The Amazonian poison frog (Ranitomeya ventrimaculata), known in French as dendrobate à ventre tacheté, is a species of poison dart frog. It is native to South America, where it can be found in Brazil, southeastern Colombia, Ecuador, French Guiana, and Peru.

==Toxicity==
R. ventrimaculata secretes poison through glands in the skin which protect it from fungi and bacteria as well as from predators, which are also warned to stay clear by the aposematic coloration. It is therefore often included among the poison dart frogs, although its toxin is comparatively weak. R. ventrimaculatus produces its poison by ingestion of a species of mite.

== Description ==
The frog is active during the day. It grows to a size of about 20 mm, with males smaller than females. Its base color is black, and it has yellow lines or dots on the back, whereas the belly has bluish or grayish color with interspersed black patches (hence the name "ventrimaculatus"); the color of the belly continues into a netlike pattern on the legs.

==Life cycle==
R. ventrimaculata reach adulthood at an age of six months.
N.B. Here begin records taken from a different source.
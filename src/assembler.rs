//! Feature table assembly and output encoding
//!
//! Joins labeled aggregates with the external user table, resolves the
//! friend count by precedence and writes the table with a fixed schema.

use std::collections::BTreeMap;
use std::io::Write;

use serde::{Deserialize, Serialize};

use crate::error::PipelineError;
use crate::types::{ChurnLabel, FeatureRecord, LabeledAggregate, User, FEATURE_COLUMNS};
use crate::window::WindowBounds;

/// Output encodings for a feature table
#[derive(Debug, Clone, Copy, PartialEq, Eq, Serialize, Deserialize)]
#[serde(rename_all = "lowercase")]
pub enum TableFormat {
    /// Delimited text with a header row
    Csv,
    /// One JSON object per row
    Ndjson,
    /// JSON array of rows
    Json,
}

/// Final labeled feature table, rows ordered by user id
#[derive(Debug, Clone, Default, PartialEq, Serialize, Deserialize)]
pub struct FeatureTable {
    rows: Vec<FeatureRecord>,
}

impl FeatureTable {
    pub fn rows(&self) -> &[FeatureRecord] {
        &self.rows
    }

    pub fn len(&self) -> usize {
        self.rows.len()
    }

    pub fn is_empty(&self) -> bool {
        self.rows.is_empty()
    }

    pub fn get(&self, user_id: &str) -> Option<&FeatureRecord> {
        self.rows
            .binary_search_by(|row| row.user_id.as_str().cmp(user_id))
            .ok()
            .map(|idx| &self.rows[idx])
    }

    /// Write as CSV. The header row is written even when the table is empty.
    pub fn write_csv<W: Write>(&self, writer: W) -> Result<(), PipelineError> {
        let mut csv_writer = csv::WriterBuilder::new()
            .has_headers(false)
            .from_writer(writer);
        csv_writer.write_record(FEATURE_COLUMNS)?;
        for row in &self.rows {
            csv_writer.serialize(row)?;
        }
        csv_writer.flush()?;
        Ok(())
    }

    pub fn write_ndjson<W: Write>(&self, mut writer: W) -> Result<(), PipelineError> {
        for row in &self.rows {
            serde_json::to_writer(&mut writer, row)?;
            writer.write_all(b"\n")?;
        }
        writer.flush()?;
        Ok(())
    }

    pub fn write_json<W: Write>(&self, mut writer: W) -> Result<(), PipelineError> {
        serde_json::to_writer(&mut writer, &self.rows)?;
        writer.flush()?;
        Ok(())
    }

    pub fn write<W: Write>(&self, format: TableFormat, writer: W) -> Result<(), PipelineError> {
        match format {
            TableFormat::Csv => self.write_csv(writer),
            TableFormat::Ndjson => self.write_ndjson(writer),
            TableFormat::Json => self.write_json(writer),
        }
    }
}

/// Assembler joining labeled aggregates with user reference data
pub struct FeatureTableAssembler;

impl FeatureTableAssembler {
    /// Left-join aggregates to users on user id and emit the final rows
    pub fn assemble(labeled: Vec<LabeledAggregate>, users: &[User]) -> FeatureTable {
        let external = external_friend_counts(users);

        let mut rows: Vec<FeatureRecord> = labeled
            .into_iter()
            .map(|LabeledAggregate { aggregate, churn }| {
                let friends_count = resolve_friends_count(
                    external.get(aggregate.user_id.as_str()).copied(),
                    Some(aggregate.event_friends_count),
                );
                FeatureRecord {
                    user_id: aggregate.user_id,
                    active_days: aggregate.active_days,
                    matches_played: aggregate.matches_played,
                    total_distance: aggregate.total_distance,
                    total_calories: aggregate.total_calories,
                    current_streak: aggregate.current_streak,
                    friends_count,
                    churn: churn.as_u8(),
                }
            })
            .collect();

        rows.sort_by(|a, b| a.user_id.cmp(&b.user_id));
        FeatureTable { rows }
    }
}

/// Friend count precedence: external record, then event-derived, then 0
pub fn resolve_friends_count(external: Option<u32>, event_derived: Option<u32>) -> u32 {
    external.or(event_derived).unwrap_or(0)
}

/// Usable external friend counts by user id; the first record with a value wins
fn external_friend_counts(users: &[User]) -> BTreeMap<&str, u32> {
    let mut counts = BTreeMap::new();
    for user in users {
        if let Some(count) = user.friends_count {
            counts.entry(user.id.as_str()).or_insert(count);
        }
    }
    counts
}

/// Class balance and window of an assembled table
#[derive(Debug, Clone, PartialEq, Serialize, Deserialize)]
pub struct DatasetSummary {
    pub rows: usize,
    pub churned: usize,
    pub retained: usize,
    /// Churned share of rows; 0.0 for an empty table
    pub churn_rate: f64,
    pub window: WindowBounds,
}

impl DatasetSummary {
    pub fn from_table(table: &FeatureTable, window: WindowBounds) -> Self {
        let churned = table
            .rows()
            .iter()
            .filter(|row| row.churn == ChurnLabel::Churned.as_u8())
            .count();
        let rows = table.len();
        let churn_rate = if rows > 0 {
            churned as f64 / rows as f64
        } else {
            0.0
        };

        Self {
            rows,
            churned,
            retained: rows - churned,
            churn_rate,
            window,
        }
    }
}

#[cfg(test)]
mod tests {
    use super::*;
    use crate::config::PipelineConfig;
    use crate::types::UserAggregate;
    use chrono::{TimeZone, Utc};
    use pretty_assertions::assert_eq;

    fn labeled(user_id: &str, friends: u32, churn: ChurnLabel) -> LabeledAggregate {
        LabeledAggregate {
            aggregate: UserAggregate {
                user_id: user_id.to_string(),
                active_days: 2,
                matches_played: 1,
                total_distance: 1500.25,
                total_calories: 110.0,
                current_streak: 1,
                event_friends_count: friends,
            },
            churn,
        }
    }

    #[test]
    fn test_friends_precedence() {
        let users = vec![User::new("u1", Some(7)), User::new("u2", None)];
        let table = FeatureTableAssembler::assemble(
            vec![
                labeled("u1", 3, ChurnLabel::Retained),
                labeled("u2", 3, ChurnLabel::Retained),
                labeled("u3", 3, ChurnLabel::Churned),
            ],
            &users,
        );

        assert_eq!(table.get("u1").unwrap().friends_count, 7);
        assert_eq!(table.get("u2").unwrap().friends_count, 3);
        assert_eq!(table.get("u3").unwrap().friends_count, 3);
    }

    #[test]
    fn test_resolve_friends_count() {
        assert_eq!(resolve_friends_count(Some(7), Some(3)), 7);
        assert_eq!(resolve_friends_count(None, Some(3)), 3);
        assert_eq!(resolve_friends_count(None, None), 0);
        assert_eq!(resolve_friends_count(Some(0), Some(3)), 0);
    }

    #[test]
    fn test_duplicate_users_first_value_wins() {
        let users = vec![
            User::new("u1", None),
            User::new("u1", Some(5)),
            User::new("u1", Some(9)),
        ];
        let table =
            FeatureTableAssembler::assemble(vec![labeled("u1", 1, ChurnLabel::Churned)], &users);
        assert_eq!(table.rows()[0].friends_count, 5);
    }

    #[test]
    fn test_csv_layout() {
        let table = FeatureTableAssembler::assemble(
            vec![
                labeled("u2", 0, ChurnLabel::Churned),
                labeled("u1", 2, ChurnLabel::Retained),
            ],
            &[],
        );

        let mut buf = Vec::new();
        table.write_csv(&mut buf).unwrap();
        let text = String::from_utf8(buf).unwrap();

        assert_eq!(
            text,
            "userId,activeDays,matchesPlayed,totalDistance,totalCalories,currentStreak,friendsCount,churn\n\
             u1,2,1,1500.25,110.0,1,2,0\n\
             u2,2,1,1500.25,110.0,1,0,1\n"
        );
    }

    #[test]
    fn test_empty_table_still_has_header() {
        let table = FeatureTable::default();
        let mut buf = Vec::new();
        table.write_csv(&mut buf).unwrap();
        assert_eq!(
            String::from_utf8(buf).unwrap(),
            format!("{}\n", FEATURE_COLUMNS.join(","))
        );

        let mut buf = Vec::new();
        table.write(TableFormat::Json, &mut buf).unwrap();
        assert_eq!(buf, b"[]");
    }

    #[test]
    fn test_ndjson_field_names() {
        let table =
            FeatureTableAssembler::assemble(vec![labeled("u1", 0, ChurnLabel::Churned)], &[]);
        let mut buf = Vec::new();
        table.write_ndjson(&mut buf).unwrap();

        let line: serde_json::Value =
            serde_json::from_str(String::from_utf8(buf).unwrap().trim()).unwrap();
        let keys: Vec<_> = line.as_object().unwrap().keys().cloned().collect();
        let mut expected: Vec<String> = FEATURE_COLUMNS.iter().map(|c| c.to_string()).collect();
        expected.sort();
        assert_eq!(keys, expected);
    }

    #[test]
    fn test_summary() {
        let now = Utc.with_ymd_and_hms(2024, 3, 10, 12, 0, 0).unwrap();
        let window = WindowBounds::around(now, &PipelineConfig::default());
        let table = FeatureTableAssembler::assemble(
            vec![
                labeled("a", 0, ChurnLabel::Churned),
                labeled("b", 0, ChurnLabel::Retained),
                labeled("c", 0, ChurnLabel::Retained),
                labeled("d", 0, ChurnLabel::Retained),
            ],
            &[],
        );

        let summary = DatasetSummary::from_table(&table, window);
        assert_eq!(summary.rows, 4);
        assert_eq!(summary.churned, 1);
        assert_eq!(summary.retained, 3);
        assert_eq!(summary.churn_rate, 0.25);

        let empty = DatasetSummary::from_table(&FeatureTable::default(), window);
        assert_eq!(empty.rows, 0);
        assert_eq!(empty.churn_rate, 0.0);
    }
}
//! Ritual Magic spell levels
//!
//! A Ritual Magic spell is a technique of its base skill. For every college it
//! may default from the base skill specialized in that college, or from the
//! base skill in general at a steeper penalty. Both defaults are tried for
//! every college and the best result wins.

use crate::core::config::{config, EngineConfig};
use crate::core::error::{ProficiencyError, Result};
use crate::skills::{
    collect_bonuses, normalize_points_with, spell_bonus_keys, technique_level, CharacterView,
    Context, DefaultReference, Difficulty, SkillLevel, TechniqueQuery,
};

/// Default skill name for Ritual Magic spells
pub const DEFAULT_RITUAL_SKILL: &str = "Ritual Magic";

/// The two ways a Ritual Magic spell can default from its base skill
#[derive(Debug, Clone, Copy, PartialEq, Eq)]
pub enum DefaultStrategy {
    /// Base skill specialized in the college, at -(prerequisites)
    Specialized,
    /// Base skill in any specialization, at -(generic penalty + prerequisites)
    Generic,
}

impl DefaultStrategy {
    /// Build the default this strategy takes for one college
    pub fn reference(
        self,
        base_skill: &str,
        college: &str,
        prerequisite_count: i32,
        config: &EngineConfig,
    ) -> DefaultReference {
        // Without a college there is no specialization to default from
        let target = (!college.is_empty()).then_some(base_skill);
        match self {
            DefaultStrategy::Specialized => {
                DefaultReference::new(target, Some(college), -prerequisite_count)
            }
            DefaultStrategy::Generic => DefaultReference::new(
                target,
                None,
                -(config.generic_default_penalty + prerequisite_count),
            ),
        }
    }
}

/// A Ritual Magic spell to resolve
#[derive(Debug, Clone, Copy)]
pub struct RitualMagicQuery<'a> {
    pub name: &'a str,
    /// Skill the spell defaults from, usually "Ritual Magic"
    pub base_skill: &'a str,
    pub colleges: &'a [String],
    pub power_source: &'a str,
    pub categories: &'a [String],
    pub difficulty: Difficulty,
    /// Number of prerequisite spells; must not be negative
    pub prerequisite_count: i32,
    pub points: i32,
}

/// Resolve a Ritual Magic spell against a character context
pub fn resolve_ritual_magic_level(
    context: &Context<'_>,
    query: &RitualMagicQuery<'_>,
) -> Result<SkillLevel> {
    resolve_ritual_magic_level_with(context, query, config())
}

/// Resolve a Ritual Magic spell with an explicit config
pub fn resolve_ritual_magic_level_with(
    context: &Context<'_>,
    query: &RitualMagicQuery<'_>,
    config: &EngineConfig,
) -> Result<SkillLevel> {
    if query.prerequisite_count < 0 {
        return Err(ProficiencyError::InvalidInput {
            field: "prerequisite_count",
            value: query.prerequisite_count,
            reason: "prerequisite spell count must not be negative",
        });
    }
    let points = normalize_points_with(query.points, config)?;

    let Context::Live(view) = context else {
        return Ok(SkillLevel::cannot_perform());
    };
    let view: &dyn CharacterView = *view;

    let empty = [String::new()];
    let colleges = if query.colleges.is_empty() {
        &empty[..]
    } else {
        query.colleges
    };

    let mut best: Option<SkillLevel> = None;
    for college in colleges {
        let Some(candidate) = best_for_college(view, query, college, points, config) else {
            continue;
        };
        if best
            .as_ref()
            .map_or(true, |current| candidate.level > current.level)
        {
            best = Some(candidate);
        }
    }

    let Some(mut level) = best else {
        return Ok(SkillLevel::cannot_perform());
    };

    // College bonuses match any of the spell's colleges, not just the winner
    let keys = spell_bonus_keys(query.name, query.colleges, query.power_source);
    let bonus = collect_bonuses(view, &keys, query.categories, &mut level.tooltip);
    level.level += bonus;
    level.relative_level += bonus;

    Ok(level)
}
The females attach four to eight eggs to leaves beneath the water level, where they are inseminated by the male. The tadpoles leave the eggs after 12 to 16 days, the male carries them one by one to puddles or similar minute bodies of water; as the tadpoles are omnivorous and cannibalistic, they are separated from each other in the process. Metamorphosis into a frog is complete after 60 to 80 days; at which point they become independent of their parents but tend to remain in close proximity.

==Habitat==
This diurnal frog lives in the Amazon, specifically in primary rainforests that have deep leaf litter and thick understory. It has been observed between 200 and 500 meters above sea level.

==Threats==
The IUCN classifies this frog as least concern of extinction because of its large range. What threat it faces comes from habitat loss associated with subsistence logging and fires. Scientists predict that harvesting for the international pet trade might also become an issue in the future, though they note this does not seem to be happening as of 2023.

The frog's range includes protected parks, such as Parque Nacional Yasuní, Comunidad Sarayaku, Estación de Biodiversidad Tiputini, and Reserva Comunal Tamshiyacu Tahuayo.